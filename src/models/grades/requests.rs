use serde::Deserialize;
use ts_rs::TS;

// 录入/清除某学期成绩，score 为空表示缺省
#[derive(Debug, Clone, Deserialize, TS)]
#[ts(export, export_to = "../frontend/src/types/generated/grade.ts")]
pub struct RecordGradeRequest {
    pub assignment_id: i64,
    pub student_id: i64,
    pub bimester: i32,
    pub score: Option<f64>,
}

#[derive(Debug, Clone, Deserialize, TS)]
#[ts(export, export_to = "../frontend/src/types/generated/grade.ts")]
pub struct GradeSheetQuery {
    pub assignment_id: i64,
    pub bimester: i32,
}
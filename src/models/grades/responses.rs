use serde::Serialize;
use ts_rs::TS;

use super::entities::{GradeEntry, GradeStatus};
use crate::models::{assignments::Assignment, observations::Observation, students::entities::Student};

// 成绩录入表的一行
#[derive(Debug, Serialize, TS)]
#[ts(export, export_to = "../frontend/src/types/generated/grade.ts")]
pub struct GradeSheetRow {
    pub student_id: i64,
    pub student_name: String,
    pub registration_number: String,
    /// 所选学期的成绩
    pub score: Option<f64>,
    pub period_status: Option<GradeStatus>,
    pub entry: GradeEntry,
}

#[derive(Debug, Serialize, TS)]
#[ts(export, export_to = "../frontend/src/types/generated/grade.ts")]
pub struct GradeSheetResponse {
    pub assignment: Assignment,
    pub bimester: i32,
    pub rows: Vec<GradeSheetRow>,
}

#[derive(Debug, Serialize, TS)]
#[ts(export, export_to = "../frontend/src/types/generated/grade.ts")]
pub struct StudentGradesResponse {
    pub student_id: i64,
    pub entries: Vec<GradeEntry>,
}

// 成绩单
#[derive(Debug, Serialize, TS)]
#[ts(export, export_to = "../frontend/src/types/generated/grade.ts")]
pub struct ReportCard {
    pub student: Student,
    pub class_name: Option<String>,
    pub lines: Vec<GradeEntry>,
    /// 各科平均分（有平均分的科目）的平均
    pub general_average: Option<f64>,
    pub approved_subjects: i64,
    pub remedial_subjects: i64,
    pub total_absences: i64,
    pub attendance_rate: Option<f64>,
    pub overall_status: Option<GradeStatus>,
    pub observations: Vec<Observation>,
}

-------------------------

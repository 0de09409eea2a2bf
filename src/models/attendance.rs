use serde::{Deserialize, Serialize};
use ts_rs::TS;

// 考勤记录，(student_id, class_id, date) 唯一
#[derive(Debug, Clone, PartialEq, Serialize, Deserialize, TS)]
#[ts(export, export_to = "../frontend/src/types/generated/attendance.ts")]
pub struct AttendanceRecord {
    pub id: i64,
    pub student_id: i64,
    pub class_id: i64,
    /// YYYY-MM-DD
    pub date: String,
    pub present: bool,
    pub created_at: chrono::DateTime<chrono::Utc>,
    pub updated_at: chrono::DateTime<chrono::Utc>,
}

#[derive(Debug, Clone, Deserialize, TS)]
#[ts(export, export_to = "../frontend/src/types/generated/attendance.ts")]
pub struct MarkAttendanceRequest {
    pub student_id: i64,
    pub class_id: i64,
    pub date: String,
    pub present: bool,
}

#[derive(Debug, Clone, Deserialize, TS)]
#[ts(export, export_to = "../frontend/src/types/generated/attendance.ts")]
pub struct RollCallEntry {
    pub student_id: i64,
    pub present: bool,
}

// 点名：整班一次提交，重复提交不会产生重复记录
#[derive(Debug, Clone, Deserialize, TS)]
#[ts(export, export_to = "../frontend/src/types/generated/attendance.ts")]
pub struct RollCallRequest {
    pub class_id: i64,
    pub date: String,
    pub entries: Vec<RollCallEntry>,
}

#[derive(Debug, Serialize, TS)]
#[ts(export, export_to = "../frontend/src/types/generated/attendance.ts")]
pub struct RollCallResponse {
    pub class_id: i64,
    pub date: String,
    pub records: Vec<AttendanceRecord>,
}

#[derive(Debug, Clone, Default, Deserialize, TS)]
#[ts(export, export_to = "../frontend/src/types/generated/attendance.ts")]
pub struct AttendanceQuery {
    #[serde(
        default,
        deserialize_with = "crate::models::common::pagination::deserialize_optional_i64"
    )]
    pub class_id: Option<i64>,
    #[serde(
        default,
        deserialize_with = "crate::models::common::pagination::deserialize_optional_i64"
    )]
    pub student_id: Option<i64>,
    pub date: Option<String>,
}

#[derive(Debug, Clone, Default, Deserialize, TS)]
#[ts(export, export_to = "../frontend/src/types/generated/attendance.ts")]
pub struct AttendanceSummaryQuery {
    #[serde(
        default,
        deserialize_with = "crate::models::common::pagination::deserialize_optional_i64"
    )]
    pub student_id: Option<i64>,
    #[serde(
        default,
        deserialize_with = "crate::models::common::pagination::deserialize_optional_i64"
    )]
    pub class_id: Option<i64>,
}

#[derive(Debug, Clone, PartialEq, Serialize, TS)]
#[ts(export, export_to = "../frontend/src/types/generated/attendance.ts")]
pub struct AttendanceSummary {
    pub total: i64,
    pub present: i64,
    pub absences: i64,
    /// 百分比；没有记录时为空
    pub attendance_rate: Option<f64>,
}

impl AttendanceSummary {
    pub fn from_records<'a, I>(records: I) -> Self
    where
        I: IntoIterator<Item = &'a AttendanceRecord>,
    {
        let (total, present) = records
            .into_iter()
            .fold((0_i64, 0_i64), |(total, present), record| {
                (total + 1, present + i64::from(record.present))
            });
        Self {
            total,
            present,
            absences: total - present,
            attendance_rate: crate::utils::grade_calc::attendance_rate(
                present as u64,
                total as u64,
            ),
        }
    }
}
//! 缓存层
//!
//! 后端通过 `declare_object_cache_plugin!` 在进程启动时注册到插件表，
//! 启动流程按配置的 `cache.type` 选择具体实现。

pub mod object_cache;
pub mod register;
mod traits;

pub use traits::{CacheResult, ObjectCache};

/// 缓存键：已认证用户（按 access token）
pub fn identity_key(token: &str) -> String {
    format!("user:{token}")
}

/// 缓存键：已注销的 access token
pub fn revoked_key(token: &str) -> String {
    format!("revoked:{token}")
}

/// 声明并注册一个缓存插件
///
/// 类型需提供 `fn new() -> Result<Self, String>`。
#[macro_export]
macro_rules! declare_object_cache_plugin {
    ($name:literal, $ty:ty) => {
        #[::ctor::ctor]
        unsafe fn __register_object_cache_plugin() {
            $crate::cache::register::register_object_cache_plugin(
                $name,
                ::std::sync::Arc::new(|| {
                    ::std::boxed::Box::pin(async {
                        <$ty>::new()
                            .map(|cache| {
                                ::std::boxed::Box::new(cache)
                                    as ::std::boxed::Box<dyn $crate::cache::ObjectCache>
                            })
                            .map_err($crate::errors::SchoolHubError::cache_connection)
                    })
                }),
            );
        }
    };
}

-------------------------

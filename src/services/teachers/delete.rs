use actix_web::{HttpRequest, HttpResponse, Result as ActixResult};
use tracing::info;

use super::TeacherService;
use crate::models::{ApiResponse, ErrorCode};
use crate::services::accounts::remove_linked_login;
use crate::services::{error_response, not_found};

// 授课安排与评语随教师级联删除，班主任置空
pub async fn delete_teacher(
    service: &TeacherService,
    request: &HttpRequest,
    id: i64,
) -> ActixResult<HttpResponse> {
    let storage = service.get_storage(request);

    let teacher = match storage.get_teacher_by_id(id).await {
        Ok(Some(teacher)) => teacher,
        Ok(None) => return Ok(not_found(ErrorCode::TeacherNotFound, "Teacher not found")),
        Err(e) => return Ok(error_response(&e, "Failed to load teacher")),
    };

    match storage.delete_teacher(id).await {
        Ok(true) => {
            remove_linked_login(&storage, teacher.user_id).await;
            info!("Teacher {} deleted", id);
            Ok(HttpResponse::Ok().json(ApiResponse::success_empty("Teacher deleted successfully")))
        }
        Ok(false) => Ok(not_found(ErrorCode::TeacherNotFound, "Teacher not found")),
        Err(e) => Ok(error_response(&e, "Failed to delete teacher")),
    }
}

-------------------------

WORK REQUIRED:
List every line above that contains the word "Failed".

RESULT OF THIS TASK:
        Err(e) => return Ok(error_response(&e, "Failed to load teacher")),
        Err(e) => Ok(error_response(&e, "Failed to delete teacher")),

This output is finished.